Bread - What are you baking today…..
-
I don’t reduce water. Unlike @Giles I took autolyse instructions too seriously. I’ve found a locally available source of spelt and wheat that has quite a high protein content and the spelt especially seems to suck the water in.
Both the recipes I’ve been tweaking these last few weeks have 70% hydration (plus the water in the levain so more like 73%), but the 700g of water isn’t enough to wet all the flour so I’ve added more, around 800g. The result (discussed a few posts back), has been a high hydration dough, that is fun to work with, a lovely moist crumb, but flatter loaves, as the dough spreads on the baking sheet meaningfully.
I’m prepping for a new bake and I’m working out what to do about it.
-
Having watched that, my steam, scoring and the starter are all good. Shaping is possibly something I can improve, but I’m thinking it is the length of the bulk ferment that may be the major issue.
There is definitely oven spring happening but the loaves spread so much between the banneton and the baking sheet that the starting point is more diminished than it should be.
Nice video! Thank you.
-
I've taken to looking at this thread instead of watching porn. It seems to fulfil a similar desire
-
@Giles it's the Regular Chef recipe that I used for my 1st bake. I like his style, very easy going and simple to follow. I didn't get much oven spring, but I think I know where I went wrong thanks to Rueben's help.
-
famous vienna restaurant Steirereck https://www.steirereck.at/en/restaurant/
has a bread sommelier… if you ever come back to vienna, you got an INVITATION (not only for the bread ;)) -
Arrrrggghhhh.
As noted yesterday I am trying to perfect my spelt loaf, and struggling to get the kind of oven spring I have had earlier with spelt, and regularly with wheat loaves.
Initially I thought it was too much hydration causing the issue. I lowered this bake to 75%.
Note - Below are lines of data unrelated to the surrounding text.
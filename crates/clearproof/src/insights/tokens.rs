//! Word tokens used to match summary phrases against submission text.

use std::collections::BTreeSet;

const STOPWORDS: &[&str] = &[
    "about", "after", "all", "also", "and", "any", "are", "but", "can", "for", "from", "had",
    "has", "have", "her", "his", "its", "just", "like", "more", "most", "not", "our", "out",
    "over", "she", "than", "that", "the", "their", "them", "then", "there", "these", "they",
    "this", "too", "very", "was", "were", "what", "when", "which", "while", "who", "will",
    "with", "you", "your",
];

/// Lowercased word tokens longer than two characters, stopwords removed.
pub fn tokenize(text: &str) -> BTreeSet<String> {
    text.split(|c: char| !c.is_alphanumeric())
        .filter(|w| w.chars().count() > 2)
        .map(str::to_lowercase)
        .filter(|w| !STOPWORDS.contains(&w.as_str()))
        .collect()
}

/// A phrase matches when any of its tokens appears in `tokens`.
pub fn phrase_matches(phrase: &str, tokens: &BTreeSet<String>) -> bool {
    tokenize(phrase).iter().any(|t| tokens.contains(t))
}

pub fn count_matching<'a, I>(phrases: I, tokens: &BTreeSet<String>) -> usize
where
    I: IntoIterator<Item = &'a String>,
{
    phrases
        .into_iter()
        .filter(|p| phrase_matches(p, tokens))
        .count()
}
After yesterday’s discussion I suspected the issue was the length of the bulk ferment. This dough had a three hour bulk ferment (down from four and a half), and a 10 hour fridge retardation (down from 14 hours).
There is plenty of life in the dough. The over night fridge proofing saw a 40-50% increase in volume. Straight from the fridge:
They came out of the banneton’s just fine, but deflated meaningfully after scoring:
There is oven spring. The volume of the dough increases during the first 20min. Here they after 20min. They have been covered and the oven has steam. The problem is that the volume increase is much more lateral rather than vertical.
Finished:
The crumb is not the greatest I’ve had, but isn’t bad at all:
So these loaves turned out more or less exactly the same as my last batch, which had a longer bulk ferment and fridge proof, and higher hydration. What the actual yeasty-fuck is next?!
-
You guys are killing it on the Bread Frontier.
I would pay good money to have a sandwich with that bread.